When I asked a fellow artist – frustrated for not only being asked to perform at the last minute at a major event that happened recently in Kigali but also for which they never got been paid – why they never talk about these issues, they said, “Something you have to know about our industry is that the moment an artist raises their voice, baramukanda!” Which means they [media, event organizers…] blacklist the artist i.e. no more air plays hence low chances to get in Guma Guma, no more interviews, no more mention in their gossip/entertainment websites… and I thought that was really pathetic. I remember this one time I tweeted a popular online entertainment magazine “Guys, your format and content hasn’t evolved since you launched your platform. Don’t you ever grow?” The response was “People like how we do what we do, even if you don’t.” Well that was a polite STFU and I respected that. It was none of my business I guess. But I’m not giving up so here is a quote that motivates me when I feel the need to speak up about these things.

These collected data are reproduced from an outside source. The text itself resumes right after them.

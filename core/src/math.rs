//! Vector math used by bi-encoder reranking and diversity selection

const EPS: f32 = 1e-8;

/// Cosine similarity of two vectors, `None` when the lengths differ or a vector is empty
pub fn cosine_similarity(a: &[f32], b: &[f32]) -> Option<f32> {
    if a.len() != b.len() || a.is_empty() {
        return None;
    }

    let dot_product: f32 = a.iter().zip(b.iter()).map(|(x, y)| x * y).sum();

    let norm_a: f32 = a.iter().map(|x| x * x).sum::<f32>().sqrt() + EPS;
    let norm_b: f32 = b.iter().map(|x| x * x).sum::<f32>().sqrt() + EPS;

    let similarity = dot_product / (norm_a * norm_b);
    if !similarity.is_finite() {
        return None;
    }

    // Clamp to valid range (numerical stability)
    Some(similarity.clamp(-1.0, 1.0))
}

/// `1 - cosine_similarity`, in `[0, 2]`
pub fn cosine_distance(a: &[f32], b: &[f32]) -> Option<f32> {
    cosine_similarity(a, b).map(|s| 1.0 - s)
}

#[cfg(test)]
mod tests {
    use super::*;

    #[test]
    fn test_cosine_similarity_identical() {
        let a = vec![1.0, 2.0, 3.0];
        let sim = cosine_similarity(&a, &a).unwrap();
        assert!((sim - 1.0).abs() < 1e-6);
    }

    #[test]
    fn test_cosine_similarity_orthogonal() {
        let sim = cosine_similarity(&[1.0, 0.0], &[0.0, 1.0]).unwrap();
        assert!(sim.abs() < 1e-6);
        let dist = cosine_distance(&[1.0, 0.0], &[-1.0, 0.0]).unwrap();
        assert!((dist - 2.0).abs() < 1e-6);
    }

    #[test]
    fn test_cosine_similarity_incompatible() {
        assert_eq!(cosine_similarity(&[1.0, 2.0], &[1.0]), None);
        assert_eq!(cosine_similarity(&[], &[]), None);
    }

    #[test]
    fn test_cosine_similarity_zero_vector() {
        let sim = cosine_similarity(&[0.0, 0.0], &[1.0, 0.0]).unwrap();
        assert_eq!(sim, 0.0);
    }
}
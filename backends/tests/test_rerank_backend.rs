use std::sync::atomic::{AtomicUsize, Ordering};
use std::sync::Arc;
use std::time::Duration;

use search_ranking_backend::{
    BackendError, Metric, ModelFamily, PairBatch, Query, RerankBackend, RerankModel,
    RetrievalRequest, RetrievedItem, Retrieval, Retriever,
};
use tokio::time::Instant;

/// Scores each document by its length, optionally after sleeping
struct LengthModel {
    delay: Duration,
    calls: AtomicUsize,
}

impl LengthModel {
    fn new(delay: Duration) -> Self {
        Self {
            delay,
            calls: AtomicUsize::new(0),
        }
    }
}

impl RerankModel for LengthModel {
    fn health(&self) -> Result<(), BackendError> {
        Ok(())
    }

    fn families(&self) -> Vec<ModelFamily> {
        vec![ModelFamily::CrossEncoder]
    }

    fn max_batch_size(&self) -> Option<usize> {
        Some(8)
    }

    fn predict(&self, batch: PairBatch) -> Result<Vec<f32>, BackendError> {
        self.calls.fetch_add(1, Ordering::SeqCst);
        std::thread::sleep(self.delay);
        Ok(batch.documents.iter().map(|d| d.len() as f32).collect())
    }
}

/// Always returns a single score regardless of batch size
struct TruncatingModel;

impl RerankModel for TruncatingModel {
    fn health(&self) -> Result<(), BackendError> {
        Ok(())
    }

    fn families(&self) -> Vec<ModelFamily> {
        vec![ModelFamily::CrossEncoder]
    }

    fn predict(&self, _batch: PairBatch) -> Result<Vec<f32>, BackendError> {
        Ok(vec![1.0])
    }
}

fn deadline_in(ms: u64) -> Instant {
    Instant::now() + Duration::from_millis(ms)
}

fn batch(documents: &[&str]) -> PairBatch {
    PairBatch {
        query: Query::from_text("headphones"),
        documents: documents.iter().map(|d| d.to_string()).collect(),
    }
}

#[tokio::test]
async fn test_predict_keeps_submission_order() {
    let backend = RerankBackend::new(Arc::new(LengthModel::new(Duration::ZERO)), 2).unwrap();
    assert_eq!(backend.max_batch_size, Some(8));
    assert!(backend.supports(ModelFamily::CrossEncoder));
    assert!(!backend.supports(ModelFamily::BiEncoder));

    let (scores, _) = backend
        .predict(batch(&["a", "abc", "ab"]), deadline_in(5_000))
        .await
        .unwrap();
    assert_eq!(scores, vec![1.0, 3.0, 2.0]);
    assert!(*backend.health_watcher().borrow());
}

#[tokio::test]
async fn test_embed_unsupported() {
    let backend = RerankBackend::new(Arc::new(LengthModel::new(Duration::ZERO)), 1).unwrap();
    let err = backend
        .embed(vec!["a".to_string()], deadline_in(5_000))
        .await
        .unwrap_err();
    assert!(matches!(err, BackendError::Unsupported(_)));
}

#[tokio::test]
async fn test_predict_times_out() {
    let model = Arc::new(LengthModel::new(Duration::from_millis(300)));
    let backend = RerankBackend::new(model, 1).unwrap();

    let err = backend
        .predict(batch(&["a"]), deadline_in(20))
        .await
        .unwrap_err();
    assert_eq!(err, BackendError::Timeout);
}

#[tokio::test]
async fn test_output_length_mismatch_is_an_error() {
    let backend = RerankBackend::new(Arc::new(TruncatingModel), 1).unwrap();
    let err = backend
        .predict(batch(&["a", "b"]), deadline_in(5_000))
        .await
        .unwrap_err();
    assert!(matches!(err, BackendError::Inference(_)));
    assert!(!*backend.health_watcher().borrow());
}

#[tokio::test]
async fn test_health_runs_forward_pass() {
    let model = Arc::new(LengthModel::new(Duration::ZERO));
    let backend = RerankBackend::new(model.clone(), 1).unwrap();

    // First check runs a forward pass
    backend.health().await.unwrap();
    assert_eq!(model.calls.load(Ordering::SeqCst), 1);

    // Healthy backends only ask the model for its status
    backend.health().await.unwrap();
    assert_eq!(model.calls.load(Ordering::SeqCst), 1);
}

#[test]
fn test_zero_workers_rejected() {
    let err = RerankBackend::new(Arc::new(TruncatingModel), 0).unwrap_err();
    assert!(matches!(err, BackendError::Start(_)));
}

struct StaticRetriever {
    delay: Duration,
}

#[async_trait::async_trait]
impl Retriever for StaticRetriever {
    async fn search(&self, request: RetrievalRequest) -> Result<Vec<RetrievedItem>, BackendError> {
        tokio::time::sleep(self.delay).await;
        Ok((0..request.top_k)
            .map(|i| RetrievedItem {
                id: format!("item-{i}"),
                distance: Some(i as f32 * 0.1),
                ..Default::default()
            })
            .collect())
    }
}

fn request(top_k: usize) -> RetrievalRequest {
    RetrievalRequest {
        query: Query::from_embedding(vec![1.0, 0.0]),
        top_k,
        filter: None,
        metric: Metric::Cosine,
    }
}

#[tokio::test]
async fn test_retrieval_search() {
    let retrieval = Retrieval::new(Arc::new(StaticRetriever {
        delay: Duration::ZERO,
    }));
    retrieval.health().await.unwrap();
    let (items, _) = retrieval.search(request(3), deadline_in(5_000)).await.unwrap();
    let ids: Vec<&str> = items.iter().map(|i| i.id.as_str()).collect();
    assert_eq!(ids, ["item-0", "item-1", "item-2"]);
}

#[tokio::test]
async fn test_retrieval_honours_deadline() {
    let retrieval = Retrieval::new(Arc::new(StaticRetriever {
        delay: Duration::from_secs(10),
    }));
    let err = retrieval.search(request(3), deadline_in(10)).await.unwrap_err();
    assert_eq!(err, BackendError::Timeout);
}
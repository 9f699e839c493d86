//! Pipeline orchestration
//!
//! Retrieval, rules, reranking and diversity selection run one after the other for each
//! request. Retrieval errors and invalid requests are fatal. Reranking and diversity are
//! optional: they are skipped when disabled, when the deadline leaves no time for them, or
//! when their backend is unavailable, and the run continues with the candidates it has.
use crate::candidate::Candidate;
use crate::config::{ConfigStore, PipelineConfig};
use crate::mmr::{self, MmrConfig};
use crate::rerank::{self, RerankConfig};
use crate::rules::{self, BusinessRule, Removal};
use crate::RankingError;
use search_ranking_backend::{
    BackendError, Metric, ModelFamily, Query, RerankBackend, Retrieval, RetrievalRequest,
    RetrievedItem,
};
use serde::{Deserialize, Serialize};
use std::borrow::Cow;
use std::collections::HashSet;
use std::sync::Arc;
use std::time::Duration;
use tokio::sync::{OwnedSemaphorePermit, Semaphore, TryAcquireError};
use tokio::time::Instant;
use tracing::{instrument, Span};

#[derive(Debug, Clone, Default, PartialEq, Serialize, Deserialize)]
#[serde(default)]
pub struct RetrievalParams {
    /// Number of candidates to retrieve, never less than the request `top_k`
    pub candidate_pool: Option<usize>,
    /// Backend specific pre-filter
    pub filter: Option<String>,
    pub metric: Option<Metric>,
    pub push_down_filters: Option<bool>,
}

#[derive(Debug, Clone, PartialEq, Serialize, Deserialize)]
pub struct SearchRequest {
    pub query: Query,
    pub top_k: usize,
    #[serde(default)]
    pub retrieval: RetrievalParams,
    /// Ids of the configured rules to apply, in evaluation order. All rules when `None`.
    #[serde(default)]
    pub rule_ids: Option<Vec<String>>,
    /// Overrides the configured rerank settings
    #[serde(default)]
    pub rerank: Option<RerankConfig>,
    /// Overrides the configured diversity settings
    #[serde(default)]
    pub mmr: Option<MmrConfig>,
}

impl SearchRequest {
    pub fn new(query: Query, top_k: usize) -> Self {
        Self {
            query,
            top_k,
            retrieval: RetrievalParams::default(),
            rule_ids: None,
            rerank: None,
            mmr: None,
        }
    }
}
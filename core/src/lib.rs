pub mod candidate;
pub mod config;
pub mod math;
pub mod mmr;
pub mod pipeline;
pub mod rerank;
pub mod rules;

use search_ranking_backend::BackendError;
use thiserror::Error;
use tokio::sync::TryAcquireError;

#[derive(Error, Debug)]
pub enum RankingError {
    #[error("Retrieval failed: {0}")]
    Retrieval(#[from] BackendError),
    #[error("Malformed retrieval response: {0}")]
    MalformedResponse(String),
    #[error("Invalid configuration: {0}")]
    Config(String),
    #[error("Input validation error: {0}")]
    Validation(String),
    #[error("Pipeline is overloaded")]
    Overloaded(#[from] TryAcquireError),
}

impl RankingError {
    /// Label used for the `err` dimension of failure metrics
    pub fn kind(&self) -> &'static str {
        match self {
            RankingError::Retrieval(BackendError::Timeout) => "retrieval_timeout",
            RankingError::Retrieval(_) => "retrieval",
            RankingError::MalformedResponse(_) => "malformed",
            RankingError::Config(_) => "config",
            RankingError::Validation(_) => "validation",
            RankingError::Overloaded(_) => "overloaded",
        }
    }
}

“Do not accept or tolerate mediocrity in yourselves or in others. Defy the low expectations that some many have of you or that you may even have yourself. You simply do not have the luxury of getting tired or giving up.” ~ Paul Kagame

Now the ball just rolled in your court.

Meanwhile I’m about to launch the 1key Entre2 Expericment and I count on you, my friends and supporters, to start a new journey in the performing universe. Let’s raise our middle finger to mediocrity.



One thought on “1000 Shows of Mediocrity

  1. Well stated. I too have been drawn into pondering on where the love for deep artistic advocacy lays. What could an events organiser be saving from not advertising an event in time?!…
    What reputation are you guys leaving?